Tuning Out: Why I Will Not Watch the Oscars

“The Academy has a problem. It’s a problem that needs to be solved…For 20 opportunities to celebrate actors of color, actresses of color, to be missed last year is one thing; for that to happen again this year is unforgivable. This institution doesn’t reflect its president…I am an Academy member and it doesn’t reflect me, and it doesn’t reflect this nation.”
– David Oyelowo, Actor, January 2016

It turns out that Hollywood does, in fact, love a sequel.

For the second straight year in a row, the Academy of Motion Pictures Arts and Sciences—the organization behind Hollywood’s biggest and splashiest awards show—failed to nominate a single actor or actress of color in the lead and supporting acting categories. This year, when pay equity and gender equality were as much a Hollywood narrative as anything screened in local movie theaters, women earned more Oscar nominations (up almost 24 percent versus 21 percent in each of the last two years), but they were shut out from the best cinematography and best director categories—again. In a nation as diverse as ours, an Oscars ceremony that neither recognizes nor includes the vast artistic talent and contributions of women and people of color is a white-washed fiction that would better serve us as the premise of a sci-fi feature and not as a mirror of our multicultural reality.

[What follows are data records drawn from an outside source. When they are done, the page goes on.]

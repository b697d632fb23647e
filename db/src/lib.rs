//! Document loading, engine configuration and composition manifests.
//!
//! This crate is the filesystem side of the page composition engine: it
//! reads raw page documents (JSON or YAML) from files and directories, loads
//! the YAML [`EngineConfig`], and tracks per-document composition state in a
//! checksummed [`Manifest`].
//!
//! # Quick start
//!
//! ```no_run
//! use page_schema_core::{PageComposer, SchemaRegistry};
//! use page_schema_db::{DocumentStore, EngineConfig, Manifest, OptionsFingerprint};
//!
//! // Load documents from a directory
//! let store = DocumentStore::from_dir("pages/").unwrap();
//!
//! // Turn the YAML configuration into composition options
//! let options = EngineConfig::load("page-compose.yml").unwrap().into_options();
//! let fingerprint = OptionsFingerprint::from(&options);
//!
//! let composer = PageComposer::new(SchemaRegistry::builtin()).with_options(options);
//! for document in store.documents() {
//!     match composer.compose(&document.value) {
//!         Ok(composed) => println!("{}: {} elements", document.name, composed.page.element_count()),
//!         Err(errors) => println!("{}: {} errors", document.name, errors.len()),
//!     }
//! }
//!
//! // Track composition state with a manifest
//! let manifest = Manifest::new("0.1.0".into(), fingerprint);
//! ```

mod config;
mod error;
mod loader;
mod manifest;

pub use config::{CONFIG_VERSION, EngineConfig};
pub use error::{Result, StoreError};
pub use loader::{Document, DocumentFormat, DocumentSource, DocumentStore, StoreBuilder};
pub use manifest::{
    CompositionStatus, DocumentEntry, MANIFEST_VERSION, Manifest, OptionsFingerprint, checksum_bytes,
};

While my role is not to question the cinematic credentials of the academy’s 6,291 voting members, I do question how it is that in a season that produced critically-acclaimed films such as “Beasts of No Nation,” which stars Idris Elba as an African warlord; the N.W.A biopic “Straight Outta Compton;” and “Creed,” the latest installment in the iconic “Rocky” franchise, there were no Black screenwriters, directors, composers, cinematographers or actors to be found whose contributions deserved academy recognition. Ironically enough, two films helmed by either Black actors and/or directors—“Creed” and “Compton”—were recognized by the academy, but their sole nominations were denied to people of color, with Sylvester Stallone receiving a best supporting actor nod for his role in “Creed” and writers of “Compton” receiving a nomination for best original screenplay.

A lot of ink has been spilled citing the composition of the academy and its role in travesties like this year’s copycat lock out of talent from communities of color. A much-cited 2012 survey of the academy by the Los Angeles Times highlights the crux of the problem: the academy’s members are 94 percent white, 77 percent male, and an average age of 63—hardly representative of the diversity we see in the streets and increasingly on our TV screens. There was a push for more inclusion after last year’s infamous snub of the civil rights movie “Selma,” with a record 322 invitations sent to join the academy. The list of invitees included fewer than 20 new African-American members, close to 14 Asian and Pacific Islander members and a handful of Latin Americans, according to “The Wrap,” an industry-insider magazine. Here are a few more statistics you should also take into consideration. In its most recent study, the Bunche Center at UCLA found that film studio heads were 94 percent white and all male and that film studio senior management was 92 percent white and 83 percent male. The problem is two-fold.

The struggle to transform the academy into a diverse body that thoughtfully contemplates and recognizes the work of communities who do not fit the cookie cutter mold is one that must take place within the academy, but change will remain elusive if there is no transformation of white male dominated studio system that decides what gets made—and perhaps most importantly, what doesn’t get made. Major studios are not greenlighting the projects that reflect our nation and the few movies that are produced end up on the cutting room floor of the nomination process.

Like so many others, I am scandalized by the shut out of people of color across most major awards categories for the second consecutive year. I will continue to add my voice to the public scrutiny necessary to keep this issue on Hollywood’s front burner. And I will also be doing something else this year: I will not be watching the Oscars. I am not an Academy Award member. I do not green-light films, nor do I direct them. But I do control what does—or doesn’t— appear on my television screen. If we want Hollywood to tune in to our legitimate concerns and issues, I, for one, will be tuning out.

Marc Morial is President and CEO of the National Urban League.